Theater/Dance

The Judy Show: My Life as a Sitcom (Aug, 2013)

Judy Gold, all 6-feet-three inches of her first came into my view on the HBO channel when she was interviewing audiences coming out of first-run movies.  Audiences of all ages.  She was funny.  You could tell she was “in control” and the very inflection in her voice when she asked questions was funny.   I could listen to the same interviews over and over again and know I would be laughing just as I did when I first tuned in because of her manner.

Fast forward to a couple of weeks ago when I realized the comedienne was the very same Judy starring at the Geffen Theatre in “the Judy Show,” My LIfe as a Sitcom.” Judy wrote the 75 minute show herself with Kate Moira Ryan, and noted when she first came on stage that could run shorter if she was wired on coffee.  Actually it ran a bit longer, typical of her nature it seems.

The show is about her life as a Jewish, lesbian, stand-up comic and mom. And how she came to hold that title, and why, as a lover of all things sit-com, she should have her life showcased on a TV sit-com.

 This was in all the notes so it should not have been a surprise, but, of course, I came to see that HBO interviewer.  It was not a surprise to the rest of the audience which included many same sex couples.  (I lesbian friend of mine later said that there were few theatre productions that did justice to the theme).  Judging from the uproarious reaction from the entire audience, the themes resonated with one faction of the audience or the other continuously.  I enjoyed the merry laughter of the woman behind me as much as the show in front of me.

It was not the HBO interviewer on stage, though.  I realized this soon enough, and it took more than the fingers on two hands, that the Judy I saw was in her late 30’s and this one was almost 50 with two children, and a mother in a retirement home.  Still, this version of Judy is nevertheless a winsome, personable, talented lady who besides being funny, wrote the lyrics to the show and plays the piano in it…. and has a lot more heart than interviewer Judy.

Judy’s words sum it up best: “there’s something so magical about a theatre- the stage, the curtain, and these people waiting to be entertained (not like a night club with demanding customers and lots of off-stage noise).  I think that stand-up is really who I am and how I make my living and how I cope with everything in my life but being able to tell a story and to have those moments that not funny –that are instead completely, brutally honest and emotional – those are the things that make doing a one-person show so vastly different and so rewarding.”

Key to Judy’s story is her love of sit-coms, and how she preferred even the raucous inter-action of “All in the Family” to her own family, which had two modes of communication: screaming and not talking.  (It was amusing to hear the wonderful Florence Henderson recite the pre-stage directions overhead of not taking photos and not unwrapping candy during the show.  And Florence Henderson was in the front row center of the audience opening night). 

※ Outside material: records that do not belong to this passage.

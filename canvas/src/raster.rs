//! Raster surface backed by a `tiny-skia` pixmap.
//!
//! Used for the on-screen buffer and for raster file export. Paths are
//! anti-aliased; clipping uses a [`Mask`] of the placed view rectangle.
//! Pens of width zero become tiny-skia hairlines, one device pixel wide at
//! any scale.

#[cfg(test)]
#[path = "raster_test.rs"]
mod raster_test;

use tiny_skia::{FillRule, LineCap, LineJoin, Mask, Paint, PathBuilder, Pixmap, Stroke, StrokeDash, Transform};
use tracing::warn;

use crate::attrs::{CapStyle, Color, JoinStyle, Pen};
use crate::fonts::FontBook;
use crate::picture::{Picture, Primitive, Shape, TextRun};
use crate::render::Surface;
use crate::symbol::PathOp;
use crate::view::Affine;

/// Slant applied to italic text.
const ITALIC_SKEW: f32 = -0.2;

/// Extra outline width, in ems, that emboldens text.
const BOLD_STROKE_EM: f32 = 1.0 / 30.0;

/// Underline offset below the baseline and thickness, in ems.
const UNDERLINE_OFFSET_EM: f32 = 0.1;
const UNDERLINE_WIDTH_EM: f32 = 1.0 / 15.0;

/// Replays pictures into a borrowed pixmap.
pub struct RasterSurface<'a> {
    pixmap: &'a mut Pixmap,
    fonts: &'a FontBook,
    warned_no_font: bool,
}

impl<'a> RasterSurface<'a> {
    #[must_use]
    pub fn new(pixmap: &'a mut Pixmap, fonts: &'a FontBook) -> Self {
        Self { pixmap, fonts, warned_no_font: false }
    }

    fn clip_mask(&self, picture: &Picture, placement: Affine) -> Option<Mask> {
        let clip = placement.map_rect(picture.clip());
        #[allow(clippy::cast_possible_truncation)]
        let rect = tiny_skia::Rect::from_xywh(clip.x as f32, clip.y as f32, clip.width as f32, clip.height as f32)?;
        let mut mask = Mask::new(self.pixmap.width(), self.pixmap.height())?;
        mask.fill_path(&PathBuilder::from_rect(rect), FillRule::Winding, false, Transform::identity());
        Some(mask)
    }

    fn draw_shape(&mut self, shape: &Shape, transform: Transform, mask: Option<&Mask>) {
        let Some(path) = build_path(&shape.ops) else { return };
        if let Some(brush) = shape.brush.filter(|brush| brush.is_visible()) {
            self.pixmap.fill_path(&path, &paint_for(brush.color), FillRule::Winding, transform, mask);
        }
        if let Some(pen) = shape.pen.filter(Pen::is_visible) {
            self.pixmap.stroke_path(&path, &paint_for(pen.color), &stroke_for(&pen), transform, mask);
        }
    }

    fn draw_text(&mut self, run: &TextRun, transform: Transform, mask: Option<&Mask>) {
        if !run.pen.is_visible() || run.text.is_empty() {
            return;
        }
        let Some(outline) = self.fonts.outline(&run.text) else {
            if !self.warned_no_font {
                warn!(text = %run.text, "no font available, skipping raster text");
                self.warned_no_font = true;
            }
            return;
        };
        #[allow(clippy::cast_possible_truncation)]
        let (size, origin_x, origin_y, rotate) =
            (run.font.size as f32, run.origin.x as f32, run.origin.y as f32, run.rotate as f32);
        let mut local = Transform::from_translate(origin_x, origin_y)
            .pre_concat(Transform::from_rotate(rotate))
            .pre_concat(Transform::from_scale(size, size));
        if run.font.italic {
            local = local.pre_concat(Transform::from_row(1.0, 0.0, ITALIC_SKEW, 1.0, 0.0, 0.0));
        }
        let glyph_transform = transform.pre_concat(local);
        let paint = paint_for(run.pen.color);
        if let Some(path) = &outline.path {
            self.pixmap.fill_path(path, &paint, FillRule::Winding, glyph_transform, mask);
            if run.font.bold {
                let stroke = Stroke { width: BOLD_STROKE_EM, ..Stroke::default() };
                self.pixmap.stroke_path(path, &paint, &stroke, glyph_transform, mask);
            }
        }
        if run.font.underline && outline.advance > 0.0 {
            let mut builder = PathBuilder::new();
            builder.move_to(0.0, UNDERLINE_OFFSET_EM);
            builder.line_to(outline.advance, UNDERLINE_OFFSET_EM);
            if let Some(line) = builder.finish() {
                let stroke = Stroke { width: UNDERLINE_WIDTH_EM, ..Stroke::default() };
                self.pixmap.stroke_path(&line, &paint, &stroke, glyph_transform, mask);
            }
        }
    }
}

impl Surface for RasterSurface<'_> {
    fn fill(&mut self, color: Color) {
        self.pixmap.fill(tiny_skia::Color::from_rgba8(color.r, color.g, color.b, color.a));
    }

    fn draw_picture(&mut self, picture: &Picture, placement: Affine) {
        let transform = to_skia(picture.transform().then(placement));
        let mask = if picture.layers().iter().any(|layer| layer.clipped) {
            self.clip_mask(picture, placement)
        } else {
            None
        };
        for layer in picture.layers() {
            let layer_mask = if layer.clipped { mask.as_ref() } else { None };
            for primitive in &layer.primitives {
                match primitive {
                    Primitive::Shape(shape) => self.draw_shape(shape, transform, layer_mask),
                    Primitive::Text(run) => self.draw_text(run, transform, layer_mask),
                }
            }
        }
    }
}

#[allow(clippy::cast_possible_truncation)]
fn to_skia(affine: Affine) -> Transform {
    Transform::from_row(affine.sx as f32, 0.0, 0.0, affine.sy as f32, affine.tx as f32, affine.ty as f32)
}

#[allow(clippy::cast_possible_truncation)]
fn build_path(ops: &[PathOp]) -> Option<tiny_skia::Path> {
    let mut builder = PathBuilder::new();
    for op in ops {
        match *op {
            PathOp::MoveTo(p) => builder.move_to(p.x as f32, p.y as f32),
            PathOp::LineTo(p) => builder.line_to(p.x as f32, p.y as f32),
            PathOp::Close => builder.close(),
            PathOp::Circle { center, radius } => builder.push_circle(center.x as f32, center.y as f32, radius as f32),
        }
    }
    builder.finish()
}

fn paint_for(color: Color) -> Paint<'static> {
    let mut paint = Paint::default();
    paint.set_color_rgba8(color.r, color.g, color.b, color.a);
    paint.anti_alias = true;
    paint
}

#[allow(clippy::cast_possible_truncation)]
fn stroke_for(pen: &Pen) -> Stroke {
    let line_cap = match pen.cap {
        CapStyle::Square => LineCap::Square,
        CapStyle::Flat => LineCap::Butt,
        CapStyle::Round => LineCap::Round,
    };
    let line_join = match pen.join {
        JoinStyle::Bevel => LineJoin::Bevel,
        JoinStyle::Miter => LineJoin::Miter,
        JoinStyle::Round => LineJoin::Round,
    };
    let dash = pen
        .dash_array()
        .and_then(|lengths| StrokeDash::new(lengths.into_iter().map(|len| len as f32).collect(), 0.0));
    Stroke { width: pen.width.max(0.0) as f32, line_cap, line_join, dash, ..Stroke::default() }
}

Judy acts out for us the pitch meetings in which she put forth the idea of a sit-com featuring lesbian moms and how the producers first didn’t want two women; then a decade later wanted an erotic show and in all three meetings wanted it animated — which  she at last relents to do and shows us a version.

In the least, the evening is entertaining and Judy is likable enough. At best, it was thought-provoking and left me admiring her courage to stand tall (even after her mother asked her doctor when she was a teen-ager and already at full height  when would Judy ever stop growing), to go after what she wanted and hone her musical and on-stage talent to gain her place in the spotlight, and at home as a mom (she birthed a child), and at the retirement home as a loving daughter.